Why goroutines are not lightweight threads?
Concurrency has existed since long ago in the form of Threads which are used in almost all the applications these days.
To understand why goroutines are not lightweight threads, we should first understand how Thread works in OS.
If you are already familiar with Threads, you can directly skip here.
What are Threads?
A thread is just a sequence of instructions that can be executed independently by a processor. Threads are lighter than the process and so you can spawn a lot of them.
A real life application would be a web server.
A webserver typically is designed to handle multiple requests at the same time. And these requests normally don’t depend on each other.
So a Thread can be created (or taken from a Thread pool) and requests can be delegated, to achieve concurrency.
Modern processors can executed multiple threads at once (multi-threading) and also switch between threads to achieve parallelism.

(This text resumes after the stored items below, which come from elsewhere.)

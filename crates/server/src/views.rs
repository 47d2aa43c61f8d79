//! Askama templates for the analysis form, results and error pages.
//!
//! Templates live in `crates/server/templates/`; every interpolated value is
//! HTML-escaped by askama.

use askama::Template;
use seoscope_core::{AnalysisResult, SectionResult};

#[derive(Template)]
#[template(path = "form.html")]
pub struct FormTemplate {
    title: &'static str,
}

impl Default for FormTemplate {
    fn default() -> Self {
        Self { title: "seoscope" }
    }
}

#[derive(Template)]
#[template(path = "error.html")]
pub struct ErrorTemplate {
    title: String,
    message: String,
}

impl ErrorTemplate {
    pub fn new(title: impl Into<String>, message: impl Into<String>) -> Self {
        Self { title: title.into(), message: message.into() }
    }
}

#[derive(Template)]
#[template(path = "results.html")]
pub struct ResultsTemplate {
    title: &'static str,
    source: String,
    error: Option<String>,
    page_title: String,
    meta_description: String,
    word_count: usize,
    readability: String,
    preview: String,
    keywords: Vec<String>,
    tfidf_keywords: Vec<String>,
    phrases: Vec<String>,
    recommendations: Vec<String>,
    sections: Vec<SectionView>,
    /// Built by the server from a uuid and a hex signature, so it is emitted unescaped.
    download_link: String,
}

/// View model for one detected section.
struct SectionView {
    label: String,
    word_count: usize,
    readability: String,
    keywords: Vec<String>,
    phrases: Vec<String>,
}

impl SectionView {
    fn from_section(section: &SectionResult) -> Self {
        Self {
            label: section.label.clone(),
            word_count: section.word_count,
            readability: format!("{:.2}", section.readability),
            keywords: counts(&section.top_keywords),
            phrases: section.noun_phrases.clone(),
        }
    }
}

fn counts(keywords: &[(String, usize)]) -> Vec<String> {
    keywords.iter().map(|(keyword, count)| format!("{}: {}", keyword, count)).collect()
}

impl ResultsTemplate {
    pub fn from_result(result: &AnalysisResult, download_link: String, preview_chars: usize) -> Self {
        Self {
            title: "seoscope results",
            source: result.source.describe(),
            error: result.error.clone(),
            page_title: result.title.clone(),
            meta_description: result.meta_description.clone(),
            word_count: result.word_count,
            readability: format!("{:.2}", result.readability),
            preview: result.preview(preview_chars),
            keywords: counts(&result.top_keywords_freq),
            tfidf_keywords: result
                .top_keywords_tfidf
                .iter()
                .map(|(keyword, score)| format!("{}: {:.4}", keyword, score))
                .collect(),
            phrases: result.noun_phrases.clone(),
            recommendations: result.recommendations.clone(),
            sections: result.sections.iter().map(SectionView::from_section).collect(),
            download_link,
        }
    }
}
//! Option persistence model.
//!
//! Options are addressed by name. Scalar timeout options route to the child
//! that owns them; the `saved_*` names carry whole bags so a caller can
//! snapshot a device's option state and replay it into a recreated one.

use serde::{Deserialize, Serialize};

use crate::errors::DeviceError;

pub const OPTION_CBS_REQUEST_TIMEOUT_SECS: &str = "cbs_request_timeout_secs";
pub const OPTION_SAS_TOKEN_REFRESH_TIME_SECS: &str = "sas_token_refresh_time_secs";
pub const OPTION_SAS_TOKEN_LIFETIME_SECS: &str = "sas_token_lifetime_secs";
pub const OPTION_EVENT_SEND_TIMEOUT_SECS: &str = "event_send_timeout_secs";
pub const OPTION_SAVED_AUTH_OPTIONS: &str = "saved_device_auth_options";
pub const OPTION_SAVED_MESSENGER_OPTIONS: &str = "saved_device_messenger_options";
pub const OPTION_SAVED_DEVICE_OPTIONS: &str = "saved_device_options";

/// A single option value: either a scalar number of seconds or a nested bag.
#[derive(Debug, Clone, PartialEq, Eq, Serialize, Deserialize)]
#[serde(untagged)]
pub enum OptionValue {
	Secs(u64),
	Bag(OptionBag),
}

/// Ordered collection of named option values.
///
/// Entries keep insertion order so replaying a bag feeds options back in the
/// order they were captured.
#[derive(Debug, Clone, Default, PartialEq, Eq, Serialize, Deserialize)]
pub struct OptionBag {
	entries: Vec<(String, OptionValue)>,
}

impl OptionBag {
	#[must_use]
	pub fn new() -> Self {
		Self { entries: Vec::new() }
	}

	pub fn push(&mut self, name: impl Into<String>, value: OptionValue) {
		self.entries.push((name.into(), value));
	}

	#[must_use]
	pub fn get(&self, name: &str) -> Option<&OptionValue> {
		self.entries.iter().find(|(entry_name, _)| entry_name == name).map(|(_, value)| value)
	}

	pub fn entries(&self) -> impl Iterator<Item = (&str, &OptionValue)> {
		self.entries.iter().map(|(name, value)| (name.as_str(), value))
	}

	#[must_use]
	pub fn into_entries(self) -> Vec<(String, OptionValue)> {
		self.entries
	}

	#[must_use]
	pub fn len(&self) -> usize {
		self.entries.len()
	}

	#[must_use]
	pub fn is_empty(&self) -> bool {
		self.entries.is_empty()
	}
}

/// Unwraps a bag-typed option value, failing for scalar values.
pub(crate) fn expect_bag(name: &str, value: OptionValue) -> Result<OptionBag, DeviceError> {
	match value {
		OptionValue::Bag(bag) => Ok(bag),
		OptionValue::Secs(_) => Err(DeviceError::InvalidOptionValue { name: name.to_string() }),
	}
}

Are threads lighter than processes?
Yes and No.
- Threads share memory and don’t need to create a new virtual memory space when they are created and thus don’t require a MMU (memory management unit) context switch
- Communication between threads is simpler as they have a shared memory while processes requires various modes of IPC (Inter-Process Communications) like semaphores, message queues, pipes etc.
That being said, this doesn’t always guarantee a better performance than processes in this multi-core processor world.
e.g. Linux doesn’t distinguish between threads and processes and both are called tasks. Each task can have a minimum to maximum level of sharing when cloned.
When you call fork(), a new task is created with no shared file descriptors, PIDs and memory space. When you call pthread_create(), a new task is created with all of the above shared.
Linux developers have tried to minimise the cost between task switch and have succeeded at it. Creating a new task is still a bigger overhead than a new thread but switching is not.
What can be improved in Threads?
There are three things which make threads slow:
- Threads consume a lot of memory due to their large stack size (≥ 1MB). So creating 1000s of thread means you already need 1GB of memory.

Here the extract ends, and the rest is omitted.